╭─ Source records

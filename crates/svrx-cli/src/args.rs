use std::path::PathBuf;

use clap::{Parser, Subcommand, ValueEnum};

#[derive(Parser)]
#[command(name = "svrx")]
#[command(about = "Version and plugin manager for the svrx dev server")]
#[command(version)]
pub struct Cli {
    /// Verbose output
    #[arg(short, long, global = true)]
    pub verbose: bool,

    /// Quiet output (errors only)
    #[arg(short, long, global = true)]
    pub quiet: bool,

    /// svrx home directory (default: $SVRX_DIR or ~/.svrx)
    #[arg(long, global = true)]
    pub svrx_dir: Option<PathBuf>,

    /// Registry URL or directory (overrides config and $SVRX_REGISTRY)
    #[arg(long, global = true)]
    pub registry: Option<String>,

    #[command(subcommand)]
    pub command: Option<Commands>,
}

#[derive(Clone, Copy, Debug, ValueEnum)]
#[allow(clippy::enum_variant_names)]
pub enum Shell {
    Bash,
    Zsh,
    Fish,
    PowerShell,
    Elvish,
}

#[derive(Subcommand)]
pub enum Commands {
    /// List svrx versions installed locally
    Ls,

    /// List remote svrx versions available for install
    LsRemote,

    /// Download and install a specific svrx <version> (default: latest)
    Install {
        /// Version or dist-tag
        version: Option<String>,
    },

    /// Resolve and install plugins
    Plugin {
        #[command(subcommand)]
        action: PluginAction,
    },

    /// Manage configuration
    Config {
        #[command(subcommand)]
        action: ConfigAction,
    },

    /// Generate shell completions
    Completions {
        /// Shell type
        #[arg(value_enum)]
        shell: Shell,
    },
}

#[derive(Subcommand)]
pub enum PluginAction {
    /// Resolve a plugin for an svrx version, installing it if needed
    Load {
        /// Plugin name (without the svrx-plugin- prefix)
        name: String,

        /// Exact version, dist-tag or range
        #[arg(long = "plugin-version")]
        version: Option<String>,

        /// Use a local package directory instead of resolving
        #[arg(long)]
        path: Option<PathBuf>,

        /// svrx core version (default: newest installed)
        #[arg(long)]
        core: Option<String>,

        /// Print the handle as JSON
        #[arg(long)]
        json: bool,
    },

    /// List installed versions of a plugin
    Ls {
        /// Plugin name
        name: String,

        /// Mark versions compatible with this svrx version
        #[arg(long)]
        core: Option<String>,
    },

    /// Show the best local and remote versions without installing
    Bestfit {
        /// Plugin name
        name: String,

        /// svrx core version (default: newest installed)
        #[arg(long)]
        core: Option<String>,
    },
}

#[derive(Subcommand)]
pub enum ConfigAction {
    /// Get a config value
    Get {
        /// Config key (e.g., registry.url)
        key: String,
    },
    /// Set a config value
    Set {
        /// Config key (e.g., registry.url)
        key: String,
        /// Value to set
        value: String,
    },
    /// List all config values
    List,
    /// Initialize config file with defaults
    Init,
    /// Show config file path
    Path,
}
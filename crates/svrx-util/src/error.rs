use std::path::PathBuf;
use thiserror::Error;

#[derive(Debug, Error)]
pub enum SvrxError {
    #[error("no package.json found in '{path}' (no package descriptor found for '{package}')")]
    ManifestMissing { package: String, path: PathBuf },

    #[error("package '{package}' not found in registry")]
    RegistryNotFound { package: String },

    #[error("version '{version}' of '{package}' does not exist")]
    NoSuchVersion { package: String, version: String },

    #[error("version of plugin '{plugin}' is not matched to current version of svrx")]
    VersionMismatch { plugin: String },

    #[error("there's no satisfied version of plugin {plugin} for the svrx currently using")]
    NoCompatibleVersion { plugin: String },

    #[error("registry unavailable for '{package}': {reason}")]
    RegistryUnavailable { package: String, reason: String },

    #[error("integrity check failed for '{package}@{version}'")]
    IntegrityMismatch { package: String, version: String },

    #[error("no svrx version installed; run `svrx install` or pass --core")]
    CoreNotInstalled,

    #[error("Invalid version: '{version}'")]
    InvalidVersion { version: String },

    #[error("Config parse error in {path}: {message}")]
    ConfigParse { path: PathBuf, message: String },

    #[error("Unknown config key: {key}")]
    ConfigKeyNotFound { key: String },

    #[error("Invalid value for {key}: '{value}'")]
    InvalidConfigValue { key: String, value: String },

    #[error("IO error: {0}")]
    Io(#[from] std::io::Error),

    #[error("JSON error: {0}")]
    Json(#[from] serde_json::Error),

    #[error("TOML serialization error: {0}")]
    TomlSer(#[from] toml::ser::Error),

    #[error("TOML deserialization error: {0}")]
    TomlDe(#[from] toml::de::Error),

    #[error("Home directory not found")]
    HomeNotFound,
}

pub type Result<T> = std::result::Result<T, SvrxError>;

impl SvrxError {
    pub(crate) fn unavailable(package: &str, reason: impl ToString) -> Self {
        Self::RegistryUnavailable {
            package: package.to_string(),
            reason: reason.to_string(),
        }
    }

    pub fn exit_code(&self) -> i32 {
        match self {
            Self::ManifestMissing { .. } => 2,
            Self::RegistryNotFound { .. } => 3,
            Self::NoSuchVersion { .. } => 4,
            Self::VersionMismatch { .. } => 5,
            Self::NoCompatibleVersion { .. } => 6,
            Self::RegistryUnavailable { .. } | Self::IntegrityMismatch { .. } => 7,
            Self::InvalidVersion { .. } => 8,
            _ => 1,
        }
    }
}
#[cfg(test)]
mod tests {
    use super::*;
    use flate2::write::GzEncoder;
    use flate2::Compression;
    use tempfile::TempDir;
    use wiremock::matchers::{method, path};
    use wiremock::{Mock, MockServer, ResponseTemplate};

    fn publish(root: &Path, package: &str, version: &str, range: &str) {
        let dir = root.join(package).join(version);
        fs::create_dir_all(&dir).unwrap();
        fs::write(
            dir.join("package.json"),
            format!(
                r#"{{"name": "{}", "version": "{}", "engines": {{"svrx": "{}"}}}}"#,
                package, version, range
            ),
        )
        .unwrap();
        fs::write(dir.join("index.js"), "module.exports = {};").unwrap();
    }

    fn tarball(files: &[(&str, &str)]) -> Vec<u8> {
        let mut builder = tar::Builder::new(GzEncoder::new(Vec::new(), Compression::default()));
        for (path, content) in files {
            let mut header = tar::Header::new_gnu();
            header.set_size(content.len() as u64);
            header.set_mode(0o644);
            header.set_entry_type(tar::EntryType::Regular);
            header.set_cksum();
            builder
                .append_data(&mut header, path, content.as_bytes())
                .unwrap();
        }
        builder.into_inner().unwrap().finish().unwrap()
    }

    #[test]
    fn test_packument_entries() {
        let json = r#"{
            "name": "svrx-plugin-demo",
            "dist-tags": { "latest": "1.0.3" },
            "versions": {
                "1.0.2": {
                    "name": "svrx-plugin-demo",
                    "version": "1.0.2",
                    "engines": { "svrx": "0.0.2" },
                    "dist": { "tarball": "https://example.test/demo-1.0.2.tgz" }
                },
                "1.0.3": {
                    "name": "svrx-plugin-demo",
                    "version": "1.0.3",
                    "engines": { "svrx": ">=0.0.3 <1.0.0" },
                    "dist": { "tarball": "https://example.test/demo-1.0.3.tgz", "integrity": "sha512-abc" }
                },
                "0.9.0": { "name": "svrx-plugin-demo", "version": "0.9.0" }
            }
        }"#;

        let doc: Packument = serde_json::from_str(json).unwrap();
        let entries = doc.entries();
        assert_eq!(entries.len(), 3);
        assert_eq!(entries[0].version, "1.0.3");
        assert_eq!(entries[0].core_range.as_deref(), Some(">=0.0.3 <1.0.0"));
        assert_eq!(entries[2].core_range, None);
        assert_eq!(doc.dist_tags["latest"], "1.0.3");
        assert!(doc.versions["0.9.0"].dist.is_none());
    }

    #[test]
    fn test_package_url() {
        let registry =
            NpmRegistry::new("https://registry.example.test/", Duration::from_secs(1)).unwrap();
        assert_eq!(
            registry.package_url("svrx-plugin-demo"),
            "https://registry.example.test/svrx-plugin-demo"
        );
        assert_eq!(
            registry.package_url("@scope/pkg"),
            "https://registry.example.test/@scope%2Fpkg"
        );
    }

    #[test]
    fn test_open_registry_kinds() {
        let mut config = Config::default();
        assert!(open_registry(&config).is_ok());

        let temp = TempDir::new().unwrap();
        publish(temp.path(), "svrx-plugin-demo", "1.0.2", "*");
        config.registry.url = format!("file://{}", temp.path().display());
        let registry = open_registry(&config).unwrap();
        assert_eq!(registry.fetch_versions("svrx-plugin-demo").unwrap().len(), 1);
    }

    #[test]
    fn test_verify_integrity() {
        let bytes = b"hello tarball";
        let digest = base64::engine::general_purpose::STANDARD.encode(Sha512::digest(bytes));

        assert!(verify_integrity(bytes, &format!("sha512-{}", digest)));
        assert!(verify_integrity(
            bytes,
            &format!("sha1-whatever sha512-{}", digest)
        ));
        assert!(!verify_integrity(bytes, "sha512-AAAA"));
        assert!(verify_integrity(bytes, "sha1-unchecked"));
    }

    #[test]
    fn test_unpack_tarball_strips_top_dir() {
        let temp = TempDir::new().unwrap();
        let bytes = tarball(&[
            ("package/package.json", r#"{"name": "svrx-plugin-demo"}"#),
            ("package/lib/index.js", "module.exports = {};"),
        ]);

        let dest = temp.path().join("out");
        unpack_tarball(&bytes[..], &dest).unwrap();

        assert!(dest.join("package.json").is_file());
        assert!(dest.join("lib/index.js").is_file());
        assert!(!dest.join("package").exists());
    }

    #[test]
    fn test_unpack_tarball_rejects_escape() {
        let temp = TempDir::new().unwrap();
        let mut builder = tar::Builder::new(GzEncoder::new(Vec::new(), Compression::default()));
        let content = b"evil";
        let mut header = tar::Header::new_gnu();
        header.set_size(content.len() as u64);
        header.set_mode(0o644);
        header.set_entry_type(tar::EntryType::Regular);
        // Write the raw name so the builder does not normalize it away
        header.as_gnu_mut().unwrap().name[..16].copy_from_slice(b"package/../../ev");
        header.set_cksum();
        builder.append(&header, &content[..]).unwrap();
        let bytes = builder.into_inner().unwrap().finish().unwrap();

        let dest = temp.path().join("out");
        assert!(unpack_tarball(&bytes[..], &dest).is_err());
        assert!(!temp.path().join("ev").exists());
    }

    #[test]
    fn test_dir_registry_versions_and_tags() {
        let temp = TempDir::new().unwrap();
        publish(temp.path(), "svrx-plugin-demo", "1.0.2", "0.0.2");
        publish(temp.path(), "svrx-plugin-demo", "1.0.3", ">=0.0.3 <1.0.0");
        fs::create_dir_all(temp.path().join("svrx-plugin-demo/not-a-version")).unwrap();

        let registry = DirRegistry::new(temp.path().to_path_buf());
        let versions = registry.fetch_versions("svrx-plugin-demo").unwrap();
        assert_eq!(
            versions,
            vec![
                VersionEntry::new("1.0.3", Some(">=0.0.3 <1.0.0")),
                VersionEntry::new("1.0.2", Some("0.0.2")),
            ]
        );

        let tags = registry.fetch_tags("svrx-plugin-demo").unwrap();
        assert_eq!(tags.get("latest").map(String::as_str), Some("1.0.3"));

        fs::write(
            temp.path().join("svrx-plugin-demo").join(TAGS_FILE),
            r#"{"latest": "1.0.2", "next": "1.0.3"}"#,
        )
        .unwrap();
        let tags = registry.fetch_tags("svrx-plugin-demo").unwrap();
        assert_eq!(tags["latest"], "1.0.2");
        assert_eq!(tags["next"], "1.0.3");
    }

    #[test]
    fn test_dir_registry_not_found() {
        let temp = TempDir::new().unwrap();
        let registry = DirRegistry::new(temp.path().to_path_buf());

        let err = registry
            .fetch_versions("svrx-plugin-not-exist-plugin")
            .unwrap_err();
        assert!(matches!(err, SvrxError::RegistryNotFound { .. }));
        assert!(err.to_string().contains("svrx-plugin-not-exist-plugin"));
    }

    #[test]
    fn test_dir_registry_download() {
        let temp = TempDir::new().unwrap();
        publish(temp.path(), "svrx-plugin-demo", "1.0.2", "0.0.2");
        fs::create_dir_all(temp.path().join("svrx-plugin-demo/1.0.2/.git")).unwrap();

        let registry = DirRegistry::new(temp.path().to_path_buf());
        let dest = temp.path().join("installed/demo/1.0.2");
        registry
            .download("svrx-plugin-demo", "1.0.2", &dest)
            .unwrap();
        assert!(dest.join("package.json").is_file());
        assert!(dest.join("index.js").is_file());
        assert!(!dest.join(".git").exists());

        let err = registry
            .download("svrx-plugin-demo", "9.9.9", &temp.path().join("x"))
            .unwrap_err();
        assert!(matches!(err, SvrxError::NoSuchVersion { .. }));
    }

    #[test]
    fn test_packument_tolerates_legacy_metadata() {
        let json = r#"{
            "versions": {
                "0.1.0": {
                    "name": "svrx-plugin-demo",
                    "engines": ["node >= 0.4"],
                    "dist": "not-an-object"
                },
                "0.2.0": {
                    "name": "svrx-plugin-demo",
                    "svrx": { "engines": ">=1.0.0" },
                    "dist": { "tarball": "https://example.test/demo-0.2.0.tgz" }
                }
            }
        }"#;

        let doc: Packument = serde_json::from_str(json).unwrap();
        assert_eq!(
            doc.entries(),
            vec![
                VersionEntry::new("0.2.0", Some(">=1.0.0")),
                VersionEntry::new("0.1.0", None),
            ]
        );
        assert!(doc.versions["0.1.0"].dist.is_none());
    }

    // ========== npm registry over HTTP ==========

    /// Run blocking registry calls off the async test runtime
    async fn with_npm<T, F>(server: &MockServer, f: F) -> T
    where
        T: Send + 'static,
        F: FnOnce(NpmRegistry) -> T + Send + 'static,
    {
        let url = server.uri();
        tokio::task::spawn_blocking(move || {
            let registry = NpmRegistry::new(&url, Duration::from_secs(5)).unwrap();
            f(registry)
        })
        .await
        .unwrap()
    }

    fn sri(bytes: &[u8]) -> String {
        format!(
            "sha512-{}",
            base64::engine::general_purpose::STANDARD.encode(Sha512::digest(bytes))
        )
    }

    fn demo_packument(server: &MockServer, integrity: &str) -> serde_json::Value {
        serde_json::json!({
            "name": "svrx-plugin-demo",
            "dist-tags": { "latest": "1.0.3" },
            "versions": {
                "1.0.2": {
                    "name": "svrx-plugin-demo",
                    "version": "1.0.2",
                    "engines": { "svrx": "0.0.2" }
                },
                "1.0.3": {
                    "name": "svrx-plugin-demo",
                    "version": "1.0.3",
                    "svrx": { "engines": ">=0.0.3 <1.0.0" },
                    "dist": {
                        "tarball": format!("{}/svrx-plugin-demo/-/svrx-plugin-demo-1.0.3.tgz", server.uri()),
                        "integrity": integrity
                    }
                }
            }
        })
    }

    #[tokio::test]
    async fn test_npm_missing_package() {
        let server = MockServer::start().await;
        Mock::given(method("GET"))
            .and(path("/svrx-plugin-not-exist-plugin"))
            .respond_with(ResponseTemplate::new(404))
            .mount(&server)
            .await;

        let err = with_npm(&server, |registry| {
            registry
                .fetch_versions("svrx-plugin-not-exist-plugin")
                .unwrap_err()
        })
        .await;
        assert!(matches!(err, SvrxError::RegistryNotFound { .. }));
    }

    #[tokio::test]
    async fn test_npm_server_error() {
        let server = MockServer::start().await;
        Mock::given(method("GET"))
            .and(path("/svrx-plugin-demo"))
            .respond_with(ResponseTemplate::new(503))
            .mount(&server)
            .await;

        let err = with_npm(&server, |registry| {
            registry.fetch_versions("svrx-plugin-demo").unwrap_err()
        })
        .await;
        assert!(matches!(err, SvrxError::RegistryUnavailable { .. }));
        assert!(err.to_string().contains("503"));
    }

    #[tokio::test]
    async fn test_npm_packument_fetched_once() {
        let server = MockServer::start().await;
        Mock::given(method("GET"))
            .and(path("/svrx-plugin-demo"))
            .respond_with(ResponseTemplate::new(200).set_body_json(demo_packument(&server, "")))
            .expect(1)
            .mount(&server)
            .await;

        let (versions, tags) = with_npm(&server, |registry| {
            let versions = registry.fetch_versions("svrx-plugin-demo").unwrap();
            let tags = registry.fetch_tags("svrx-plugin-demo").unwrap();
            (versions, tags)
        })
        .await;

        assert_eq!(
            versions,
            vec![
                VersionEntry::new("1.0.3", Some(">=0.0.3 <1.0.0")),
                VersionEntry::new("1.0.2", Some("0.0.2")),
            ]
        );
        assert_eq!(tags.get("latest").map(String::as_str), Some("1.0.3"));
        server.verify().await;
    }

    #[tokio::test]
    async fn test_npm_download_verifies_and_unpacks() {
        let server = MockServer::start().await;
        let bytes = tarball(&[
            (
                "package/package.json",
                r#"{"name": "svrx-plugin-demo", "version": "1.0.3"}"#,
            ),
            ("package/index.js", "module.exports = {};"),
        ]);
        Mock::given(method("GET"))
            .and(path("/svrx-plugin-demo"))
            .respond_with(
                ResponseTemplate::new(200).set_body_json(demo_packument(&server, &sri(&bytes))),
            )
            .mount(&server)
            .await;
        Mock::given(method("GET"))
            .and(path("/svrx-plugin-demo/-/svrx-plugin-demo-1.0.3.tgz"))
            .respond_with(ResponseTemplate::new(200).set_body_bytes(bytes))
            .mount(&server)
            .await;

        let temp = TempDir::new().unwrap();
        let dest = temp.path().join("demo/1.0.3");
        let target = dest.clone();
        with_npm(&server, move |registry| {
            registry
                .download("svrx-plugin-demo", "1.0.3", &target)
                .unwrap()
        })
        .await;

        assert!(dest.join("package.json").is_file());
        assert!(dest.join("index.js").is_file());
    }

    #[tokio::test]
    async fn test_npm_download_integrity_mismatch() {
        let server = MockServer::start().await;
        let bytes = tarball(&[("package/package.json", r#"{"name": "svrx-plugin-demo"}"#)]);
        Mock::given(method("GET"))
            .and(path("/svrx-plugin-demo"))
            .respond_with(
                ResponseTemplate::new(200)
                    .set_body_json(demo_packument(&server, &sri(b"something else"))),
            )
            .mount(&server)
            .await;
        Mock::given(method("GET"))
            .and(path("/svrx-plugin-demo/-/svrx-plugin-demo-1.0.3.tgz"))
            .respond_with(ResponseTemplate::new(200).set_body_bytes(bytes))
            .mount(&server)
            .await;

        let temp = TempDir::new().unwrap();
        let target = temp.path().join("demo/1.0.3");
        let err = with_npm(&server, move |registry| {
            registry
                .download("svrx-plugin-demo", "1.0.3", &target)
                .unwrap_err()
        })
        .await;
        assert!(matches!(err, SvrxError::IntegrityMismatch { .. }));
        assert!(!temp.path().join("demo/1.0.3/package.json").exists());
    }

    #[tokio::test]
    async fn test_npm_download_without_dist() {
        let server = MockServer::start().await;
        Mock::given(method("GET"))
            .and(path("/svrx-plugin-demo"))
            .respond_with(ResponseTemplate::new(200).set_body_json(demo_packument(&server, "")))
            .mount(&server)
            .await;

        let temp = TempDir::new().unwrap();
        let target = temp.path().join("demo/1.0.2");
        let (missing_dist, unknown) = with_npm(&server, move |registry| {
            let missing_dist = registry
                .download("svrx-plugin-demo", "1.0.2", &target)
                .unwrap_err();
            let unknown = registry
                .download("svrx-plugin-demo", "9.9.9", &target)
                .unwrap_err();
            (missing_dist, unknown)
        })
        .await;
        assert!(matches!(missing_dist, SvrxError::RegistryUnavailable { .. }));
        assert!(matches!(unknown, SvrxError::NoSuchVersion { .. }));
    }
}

╰─

* [Exercise prompt]: Output exactly the lines of the records from the first through the one bearing "#[allow(clippy::enum_variant_names)]", both ends included.

* [Answer area]:
filename crates/svrx-cli/src/args.rs
use std::path::PathBuf;

use clap::{Parser, Subcommand, ValueEnum};

#[derive(Parser)]
#[command(name = "svrx")]
#[command(about = "Version and plugin manager for the svrx dev server")]
#[command(version)]
pub struct Cli {
    /// Verbose output
    #[arg(short, long, global = true)]
    pub verbose: bool,

    /// Quiet output (errors only)
    #[arg(short, long, global = true)]
    pub quiet: bool,

    /// svrx home directory (default: $SVRX_DIR or ~/.svrx)
    #[arg(long, global = true)]
    pub svrx_dir: Option<PathBuf>,

    /// Registry URL or directory (overrides config and $SVRX_REGISTRY)
    #[arg(long, global = true)]
    pub registry: Option<String>,

    #[command(subcommand)]
    pub command: Option<Commands>,
}

#[derive(Clone, Copy, Debug, ValueEnum)]
#[allow(clippy::enum_variant_names)]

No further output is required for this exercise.